Cell Metabolism

Cure Arthritis Naturally

Cure Arthritis Naturally

Get Instant Access

Biological tissues undergo significant changes during the aging process. The metabolic response of chondrocytes changes with aging. For instance, with increasing age, articular cartilage chondrocytes become less responsive to anabolic cytokines (Martin and Buckwalter, 2000) presumably leading to reduced synthetic capacity (DeGroot et al., 1999) and activity (Bolton et al., 1999) of chondrocytes. Due to these changes in cell metabolism, the size of water-attracting proteoglycan aggregates decreases (Buckwalter et al., 1994), and consequently the water content also decreases with age (Venn, 1978). In contrast, collagen molecules have an extremely long half-life (>200 years; Maroudas et al. (1992)), and the total amount of collagen in cartilage does not decrease with age (Venn, 1978). However, with age, increasing numbers of cross-links between molecules form by nonenzymatic glycation (Bank et al., 1998).

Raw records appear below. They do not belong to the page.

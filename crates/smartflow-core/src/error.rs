//! Error types for `smartflow-core`.

use thiserror::Error;

use crate::lifecycle::{ActionKind, Stage};

#[derive(Debug, Error)]
pub enum Error {
  #[error("risk score {0} is outside [0, 1]")]
  RiskOutOfRange(f64),

  #[error("unknown request status: {0:?}")]
  UnknownStatus(String),

  #[error("unknown update type: {0:?}")]
  UnknownUpdateType(String),

  #[error("server reported auto-approval for a {bucket} risk request")]
  ForbiddenAutoApproval { bucket: &'static str },

  #[error("cannot {action} a request in stage {stage}")]
  IllegalTransition { action: ActionKind, stage: Stage },

  #[error("a rejection requires a non-empty reason")]
  MissingReason,

  #[error("an information request requires a non-empty comment")]
  MissingComment,

  #[error("invalid credentials: {0}")]
  InvalidCredentials(&'static str),

  #[error("notification not found: {0}")]
  NotificationNotFound(u64),

  #[error("serialization error: {0}")]
  Serialization(#[from] serde_json::Error),
}

pub type Result<T, E = Error> = std::result::Result<T, E>;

The biological changes in cartilage with aging may be the cause for the overall altered mechanical properties of the tissue such as decreased tensile stiffness and strength (Kempson, 1982). Articular cartilage aging does not cause osteoarthritis, but the age-related metabolic and phenotypic decline of the chondrocytes increases the risk of articular cartilage degeneration and limits the ability of the cell to repair the tissue once degenerative changes occur (Martin and Buckwalter, 2002). Similar changes have been observed in menisci (McAlinden et al., 2001) and ligaments (Noyes and Grood, 1976; Woo et al., 1991).

In contrast to the natural aging process, osteoarthritis is associated with a prominent regenerative and repara-tive activity. More specifically, osteoarthritis is characterized by increased cell activity and cell proliferation, but also by hypertrophy and erosion of the tissue, focal defects, pericellular degradation and interterritorial matrix degradation, nonreversible proteoglycan depletion, mild focal superficial inflammation of the synovium, and subchondral remodeling. Cartilage changes in early osteoarthritis include chondrocyte proliferation, surface fibrillation, and perichondral collagen condensation. In advanced osteoarthritis, fissures extend to the midzone,

Normal Flaking

Normal Flaking

Figure 77.3 Illustration of the changes to the superficial zone of cartilage during the progression of osteoarthritis (OA). A. Normal cartilage shows a smooth surface; the early stage of OA is characterized by B. flaking of the surface; C. fibrillation; and D. the formation of a blister. The mechanical surface changes will increase the coefficient of friction at the surface. From Gannon and Sokoloff (1999).

Figure 77.3 Illustration of the changes to the superficial zone of cartilage during the progression of osteoarthritis (OA). A. Normal cartilage shows a smooth surface; the early stage of OA is characterized by B. flaking of the surface; C. fibrillation; and D. the formation of a blister. The mechanical surface changes will increase the coefficient of friction at the surface. From Gannon and Sokoloff (1999).

the matrix delaminates and erodes, fibrosis can be observed, and fibrocartilage is formed as a repair response (Pritzker, 2003).

Was this article helpful?

0 0
Natural Arthritis Pain Remedies

Natural Arthritis Pain Remedies

It's time for a change. Finally A Way to Get Pain Relief for Your Arthritis Without Possibly Risking Your Health in the Process. You may not be aware of this, but taking prescription drugs to get relief for your Arthritis Pain is not the only solution. There are alternative pain relief treatments available.